Input material>
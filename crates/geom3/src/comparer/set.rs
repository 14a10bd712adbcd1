//! Hash set keyed by an [`EqualityComparer`] instead of `Eq + Hash`.
//!
//! Buckets are keyed by `comparer.hash(value)`; within a bucket membership is
//! decided by `comparer.equals`. Insertion order is preserved.

use std::collections::HashMap;

use super::EqualityComparer;

#[derive(Clone, Debug)]
pub struct ComparerSet<T, C> {
    comparer: C,
    items: Vec<T>,
    buckets: HashMap<i32, Vec<usize>>,
}

impl<T, C: EqualityComparer<T>> ComparerSet<T, C> {
    pub fn new(comparer: C) -> Self {
        Self {
            comparer,
            items: Vec::new(),
            buckets: HashMap::new(),
        }
    }

    /// Insert `value` unless an equal one is present. Returns `true` if inserted.
    pub fn insert(&mut self, value: T) -> bool {
        let key = self.comparer.hash(&value);
        let bucket = self.buckets.entry(key).or_default();
        if bucket.len() > 1 {
            tracing::trace!(key, len = bucket.len(), "bucket fallback to linear equals");
        }
        if bucket
            .iter()
            .any(|&i| self.comparer.equals(&self.items[i], &value))
        {
            return false;
        }
        bucket.push(self.items.len());
        self.items.push(value);
        true
    }

    pub fn contains(&self, value: &T) -> bool {
        let key = self.comparer.hash(value);
        self.buckets.get(&key).is_some_and(|bucket| {
            bucket
                .iter()
                .any(|&i| self.comparer.equals(&self.items[i], value))
        })
    }

    #[inline]
    pub fn len(&self) -> usize {
        self.items.len()
    }

    #[inline]
    pub fn is_empty(&self) -> bool {
        self.items.is_empty()
    }

    /// Number of distinct hash buckets in use.
    #[inline]
    pub fn bucket_count(&self) -> usize {
        self.buckets.len()
    }

    #[inline]
    pub fn comparer(&self) -> &C {
        &self.comparer
    }

    pub fn iter(&self) -> std::slice::Iter<'_, T> {
        self.items.iter()
    }

    /// Members in insertion order.
    pub fn into_vec(self) -> Vec<T> {
        self.items
    }
}

impl<T, C: EqualityComparer<T>> Extend<T> for ComparerSet<T, C> {
    fn extend<I: IntoIterator<Item = T>>(&mut self, iter: I) {
        for v in iter {
            self.insert(v);
        }
    }
}

impl<'a, T, C> IntoIterator for &'a ComparerSet<T, C> {
    type Item = &'a T;
    type IntoIter = std::slice::Iter<'a, T>;
    fn into_iter(self) -> Self::IntoIter {
        self.items.iter()
    }
}

/// First occurrence of each equivalence class under `comparer`, in input order.
pub fn distinct<T, C, I>(items: I, comparer: &C) -> Vec<T>
where
    I: IntoIterator<Item = T>,
    C: EqualityComparer<T>,
{
    let mut set = ComparerSet::new(comparer);
    set.extend(items);
    set.into_vec()
}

Work order> Retyping every entry exactly is the whole of the task.

Answer to this task>
filename crates/geom3/src/comparer/set.rs
repository 14a10bd712adbcd1
//! Hash set keyed by an [`EqualityComparer`] instead of `Eq + Hash`.
//!
//! Buckets are keyed by `comparer.hash(value)`; within a bucket membership is
//! decided by `comparer.equals`. Insertion order is preserved.

use std::collections::HashMap;

use super::EqualityComparer;

#[derive(Clone, Debug)]
pub struct ComparerSet<T, C> {
    comparer: C,
    items: Vec<T>,
    buckets: HashMap<i32, Vec<usize>>,
}

impl<T, C: EqualityComparer<T>> ComparerSet<T, C> {
    pub fn new(comparer: C) -> Self {
        Self {
            comparer,
            items: Vec::new(),
            buckets: HashMap::new(),
        }
    }

    /// Insert `value` unless an equal one is present. Returns `true` if inserted.
    pub fn insert(&mut self, value: T) -> bool {
        let key = self.comparer.hash(&value);
        let bucket = self.buckets.entry(key).or_default();
        if bucket.len() > 1 {
            tracing::trace!(key, len = bucket.len(), "bucket fallback to linear equals");
        }
        if bucket
            .iter()
            .any(|&i| self.comparer.equals(&self.items[i], &value))
        {
            return false;
        }
        bucket.push(self.items.len());
        self.items.push(value);
        true
    }

    pub fn contains(&self, value: &T) -> bool {
        let key = self.comparer.hash(value);
        self.buckets.get(&key).is_some_and(|bucket| {
            bucket
                .iter()
                .any(|&i| self.comparer.equals(&self.items[i], value))
        })
    }

    #[inline]
    pub fn len(&self) -> usize {
        self.items.len()
    }

    #[inline]
    pub fn is_empty(&self) -> bool {
        self.items.is_empty()
    }

    /// Number of distinct hash buckets in use.
    #[inline]
    pub fn bucket_count(&self) -> usize {
        self.buckets.len()
    }

    #[inline]
    pub fn comparer(&self) -> &C {
        &self.comparer
    }

    pub fn iter(&self) -> std::slice::Iter<'_, T> {
        self.items.iter()
    }

    /// Members in insertion order.
    pub fn into_vec(self) -> Vec<T> {
        self.items
    }
}

impl<T, C: EqualityComparer<T>> Extend<T> for ComparerSet<T, C> {
    fn extend<I: IntoIterator<Item = T>>(&mut self, iter: I) {
        for v in iter {
            self.insert(v);
        }
    }
}

impl<'a, T, C> IntoIterator for &'a ComparerSet<T, C> {
    type Item = &'a T;
    type IntoIter = std::slice::Iter<'a, T>;
    fn into_iter(self) -> Self::IntoIter {
        self.items.iter()
    }
}

/// First occurrence of each equivalence class under `comparer`, in input order.
pub fn distinct<T, C, I>(items: I, comparer: &C) -> Vec<T>
where
    I: IntoIterator<Item = T>,
    C: EqualityComparer<T>,
{
    let mut set = ComparerSet::new(comparer);
    set.extend(items);
    set.into_vec()
}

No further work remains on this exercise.